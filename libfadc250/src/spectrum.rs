// Numerical helpers for waveform spectra. These operate on plain slices and know nothing about
// the digitizer.
use super::event::Pedestal;

/// Smooth a spectrum with a triangular moving average.
///
/// Each output sample is the weighted mean of the sample and up to `resolution - 1` neighbors
/// on each side, the j-th neighbor pair weighted by `1 - j/(resolution + 1)`. Neighbors are
/// only used in symmetric pairs that fit inside the spectrum, so the edges are smoothed less.
/// A resolution of 0 or 1 is the identity.
pub fn smooth_spectrum<T: Copy + Into<f64>>(samples: &[T], resolution: usize) -> Vec<f64> {
    let n = samples.len();
    if resolution <= 1 {
        return samples.iter().map(|&s| s.into()).collect();
    }
    (0..n)
        .map(|i| {
            let mut value: f64 = samples[i].into();
            let mut weights = 1.0;
            for j in (1..resolution).take_while(|&j| j <= i && i + j < n) {
                let weight = 1.0 - j as f64 / (resolution + 1) as f64;
                value += weight * (samples[i - j].into() + samples[i + j].into());
                weights += 2.0 * weight;
            }
            value / weights
        })
        .collect()
}

/// Mean and (population) standard deviation. Both are 0 for an empty slice.
pub fn mean_err(values: &[f64]) -> (f64, f64) {
    if values.is_empty() {
        return (0.0, 0.0);
    }
    let n = values.len() as f64;
    let mean = values.iter().sum::<f64>() / n;
    let variance = values.iter().map(|v| (v - mean) * (v - mean)).sum::<f64>() / n;
    (mean, variance.sqrt())
}

/// Estimate the background of a spectrum in place by iterative clipping.
///
/// Decreasing clipping window, second order filter: for window `w` from `iterations` down to 1,
/// every point at least `w` away from the edges is replaced by `min(y[j], (y[j-w] + y[j+w])/2)`.
/// Peaks narrower than the largest window are removed. Spectra too short for the first window
/// are left untouched.
pub fn clip_background(spectrum: &mut [f64], iterations: usize) {
    let n = spectrum.len();
    if iterations == 0 || n < 2 * iterations + 1 {
        return;
    }
    let mut clipped = spectrum.to_vec();
    for width in (1..=iterations).rev() {
        for j in width..(n - width) {
            let average = (spectrum[j - width] + spectrum[j + width]) / 2.0;
            clipped[j] = spectrum[j].min(average);
        }
        spectrum[width..(n - width)].copy_from_slice(&clipped[width..(n - width)]);
    }
}

/// Mean and error of a flat region with outliers iteratively removed.
///
/// At each of up to `max_iterations` passes the points further than `sigma * err` from the
/// current mean are dropped and the mean/err recomputed. Stops early when nothing was dropped
/// or when fewer than `min_points` points would be left.
pub fn trimmed_pedestal(
    values: &[f64],
    sigma: f64,
    max_iterations: usize,
    min_points: usize,
) -> Pedestal {
    let (mut mean, mut err) = mean_err(values);
    let mut kept = values.to_vec();
    for _ in 0..max_iterations {
        let trimmed: Vec<f64> = kept
            .iter()
            .copied()
            .filter(|v| (v - mean).abs() < err * sigma)
            .collect();
        if trimmed.len() == kept.len() || trimmed.len() < min_points {
            break;
        }
        kept = trimmed;
        (mean, err) = mean_err(&kept);
    }
    Pedestal::new(mean, err)
}
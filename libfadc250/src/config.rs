use serde::{Deserialize, Serialize};
use std::path::Path;

use super::analyzer::{Analyzer, AnalyzerConfig};
use super::constants::DEFAULT_NUMBER_OF_CHANNELS;
use super::decoder::Decoder;
use super::error::ConfigError;

/// Structure representing the decoding/analysis configuration.
/// Configs are seralizable and deserializable to YAML using serde and serde_yaml
#[derive(Debug, Clone, PartialEq, Serialize, Deserialize)]
pub struct Config {
    pub n_channels: usize,
    pub n_threads: usize,
    pub analyzer: AnalyzerConfig,
}

impl Default for Config {
    /// A single-threaded config for a 16 channel module with the default analyzer settings
    fn default() -> Self {
        Self {
            n_channels: DEFAULT_NUMBER_OF_CHANNELS,
            n_threads: 1,
            analyzer: AnalyzerConfig::default(),
        }
    }
}

impl Config {
    /// Read the configuration in a YAML file
    /// Returns a Config if successful
    pub fn read_config_file(config_path: &Path) -> Result<Self, ConfigError> {
        if !config_path.exists() {
            return Err(ConfigError::BadFilePath(config_path.to_path_buf()));
        }

        let yaml_str = std::fs::read_to_string(config_path)?;

        let config = serde_yaml::from_str::<Self>(&yaml_str)?;
        config.validate()?;
        Ok(config)
    }

    /// Check for values the decoder and analyzer cannot work with
    pub fn validate(&self) -> Result<(), ConfigError> {
        if self.n_channels == 0 {
            return Err(ConfigError::InvalidValue(String::from(
                "n_channels must be at least 1",
            )));
        }
        if self.n_threads == 0 {
            return Err(ConfigError::InvalidValue(String::from(
                "n_threads must be at least 1",
            )));
        }
        if self.analyzer.clock_mhz.is_nan() || self.analyzer.clock_mhz <= 0.0 {
            return Err(ConfigError::InvalidValue(format!(
                "clock_mhz must be positive, found {}",
                self.analyzer.clock_mhz
            )));
        }
        if self.analyzer.threshold.is_nan() || self.analyzer.threshold < 0.0 {
            return Err(ConfigError::InvalidValue(format!(
                "threshold must not be negative, found {}",
                self.analyzer.threshold
            )));
        }
        if self.analyzer.pedestal_flatness.is_nan() || self.analyzer.pedestal_flatness < 0.0 {
            return Err(ConfigError::InvalidValue(format!(
                "pedestal_flatness must not be negative, found {}",
                self.analyzer.pedestal_flatness
            )));
        }
        Ok(())
    }

    pub fn decoder(&self) -> Decoder {
        Decoder::new(self.analyzer.clock_mhz)
    }

    pub fn analyzer(&self) -> Analyzer {
        Analyzer::new(self.analyzer.clone())
    }
}
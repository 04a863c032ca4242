//! Global config handle.
//!
//! Uses `arc-swap` for lock-free reads from request handler threads.

use crate::config::ManualConfig;
use arc_swap::ArcSwap;
use std::sync::{Arc, LazyLock};

/// Global config storage.
pub static CONFIG: LazyLock<ArcSwap<ManualConfig>> =
    LazyLock::new(|| ArcSwap::from_pointee(ManualConfig::default()));

#[inline]
pub fn cfg() -> Arc<ManualConfig> {
    CONFIG.load_full()
}

#[inline]
pub fn init_config(config: ManualConfig) -> Arc<ManualConfig> {
    let arc = Arc::new(config);
    CONFIG.store(Arc::clone(&arc));
    arc
}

• Work order: A faithful copy of all the material is the required answer.

• Result for this exercise:
filename libfadc250/src/spectrum.rs
// Numerical helpers for waveform spectra. These operate on plain slices and know nothing about
// the digitizer.
use super::event::Pedestal;

/// Smooth a spectrum with a triangular moving average.
///
/// Each output sample is the weighted mean of the sample and up to `resolution - 1` neighbors
/// on each side, the j-th neighbor pair weighted by `1 - j/(resolution + 1)`. Neighbors are
/// only used in symmetric pairs that fit inside the spectrum, so the edges are smoothed less.
/// A resolution of 0 or 1 is the identity.
pub fn smooth_spectrum<T: Copy + Into<f64>>(samples: &[T], resolution: usize) -> Vec<f64> {
    let n = samples.len();
    if resolution <= 1 {
        return samples.iter().map(|&s| s.into()).collect();
    }
    (0..n)
        .map(|i| {
            let mut value: f64 = samples[i].into();
            let mut weights = 1.0;
            for j in (1..resolution).take_while(|&j| j <= i && i + j < n) {
                let weight = 1.0 - j as f64 / (resolution + 1) as f64;
                value += weight * (samples[i - j].into() + samples[i + j].into());
                weights += 2.0 * weight;
            }
            value / weights
        })
        .collect()
}

/// Mean and (population) standard deviation. Both are 0 for an empty slice.
pub fn mean_err(values: &[f64]) -> (f64, f64) {
    if values.is_empty() {
        return (0.0, 0.0);
    }
    let n = values.len() as f64;
    let mean = values.iter().sum::<f64>() / n;
    let variance = values.iter().map(|v| (v - mean) * (v - mean)).sum::<f64>() / n;
    (mean, variance.sqrt())
}

/// Estimate the background of a spectrum in place by iterative clipping.
///
/// Decreasing clipping window, second order filter: for window `w` from `iterations` down to 1,
/// every point at least `w` away from the edges is replaced by `min(y[j], (y[j-w] + y[j+w])/2)`.
/// Peaks narrower than the largest window are removed. Spectra too short for the first window
/// are left untouched.
pub fn clip_background(spectrum: &mut [f64], iterations: usize) {
    let n = spectrum.len();
    if iterations == 0 || n < 2 * iterations + 1 {
        return;
    }
    let mut clipped = spectrum.to_vec();
    for width in (1..=iterations).rev() {
        for j in width..(n - width) {
            let average = (spectrum[j - width] + spectrum[j + width]) / 2.0;
            clipped[j] = spectrum[j].min(average);
        }
        spectrum[width..(n - width)].copy_from_slice(&clipped[width..(n - width)]);
    }
}

/// Mean and error of a flat region with outliers iteratively removed.
///
/// At each of up to `max_iterations` passes the points further than `sigma * err` from the
/// current mean are dropped and the mean/err recomputed. Stops early when nothing was dropped
/// or when fewer than `min_points` points would be left.
pub fn trimmed_pedestal(
    values: &[f64],
    sigma: f64,
    max_iterations: usize,
    min_points: usize,
) -> Pedestal {
    let (mut mean, mut err) = mean_err(values);
    let mut kept = values.to_vec();
    for _ in 0..max_iterations {
        let trimmed: Vec<f64> = kept
            .iter()
            .copied()
            .filter(|v| (v - mean).abs() < err * sigma)
            .collect();
        if trimmed.len() == kept.len() || trimmed.len() < min_points {
            break;
        }
        kept = trimmed;
        (mean, err) = mean_err(&kept);
    }
    Pedestal::new(mean, err)
}
filename libfadc250/src/config.rs
use serde::{Deserialize, Serialize};
use std::path::Path;

use super::analyzer::{Analyzer, AnalyzerConfig};
use super::constants::DEFAULT_NUMBER_OF_CHANNELS;
use super::decoder::Decoder;
use super::error::ConfigError;

/// Structure representing the decoding/analysis configuration.
/// Configs are seralizable and deserializable to YAML using serde and serde_yaml
#[derive(Debug, Clone, PartialEq, Serialize, Deserialize)]
pub struct Config {
    pub n_channels: usize,
    pub n_threads: usize,
    pub analyzer: AnalyzerConfig,
}

impl Default for Config {
    /// A single-threaded config for a 16 channel module with the default analyzer settings
    fn default() -> Self {
        Self {
            n_channels: DEFAULT_NUMBER_OF_CHANNELS,
            n_threads: 1,
            analyzer: AnalyzerConfig::default(),
        }
    }
}

impl Config {
    /// Read the configuration in a YAML file
    /// Returns a Config if successful
    pub fn read_config_file(config_path: &Path) -> Result<Self, ConfigError> {
        if !config_path.exists() {
            return Err(ConfigError::BadFilePath(config_path.to_path_buf()));
        }

        let yaml_str = std::fs::read_to_string(config_path)?;

        let config = serde_yaml::from_str::<Self>(&yaml_str)?;
        config.validate()?;
        Ok(config)
    }

    /// Check for values the decoder and analyzer cannot work with
    pub fn validate(&self) -> Result<(), ConfigError> {
        if self.n_channels == 0 {
            return Err(ConfigError::InvalidValue(String::from(
                "n_channels must be at least 1",
            )));
        }
        if self.n_threads == 0 {
            return Err(ConfigError::InvalidValue(String::from(
                "n_threads must be at least 1",
            )));
        }
        if self.analyzer.clock_mhz.is_nan() || self.analyzer.clock_mhz <= 0.0 {
            return Err(ConfigError::InvalidValue(format!(
                "clock_mhz must be positive, found {}",
                self.analyzer.clock_mhz
            )));
        }
        if self.analyzer.threshold.is_nan() || self.analyzer.threshold < 0.0 {
            return Err(ConfigError::InvalidValue(format!(
                "threshold must not be negative, found {}",
                self.analyzer.threshold
            )));
        }
        if self.analyzer.pedestal_flatness.is_nan() || self.analyzer.pedestal_flatness < 0.0 {
            return Err(ConfigError::InvalidValue(format!(
                "pedestal_flatness must not be negative, found {}",
                self.analyzer.pedestal_flatness
            )));
        }
        Ok(())
    }

    pub fn decoder(&self) -> Decoder {
        Decoder::new(self.analyzer.clock_mhz)
    }

    pub fn analyzer(&self) -> Analyzer {
        Analyzer::new(self.analyzer.clone())
    }
}
repository 04a863c032ca4242
//! Global config handle.
//!
//! Uses `arc-swap` for lock-free reads from request handler threads.

use crate::config::ManualConfig;
use arc_swap::ArcSwap;
use std::sync::{Arc, LazyLock};

/// Global config storage.
pub static CONFIG: LazyLock<ArcSwap<ManualConfig>> =
    LazyLock::new(|| ArcSwap::from_pointee(ManualConfig::default()));

#[inline]
pub fn cfg() -> Arc<ManualConfig> {
    CONFIG.load_full()
}

#[inline]
pub fn init_config(config: ManualConfig) -> Arc<ManualConfig> {
    let arc = Arc::new(config);
    CONFIG.store(Arc::clone(&arc));
    arc
}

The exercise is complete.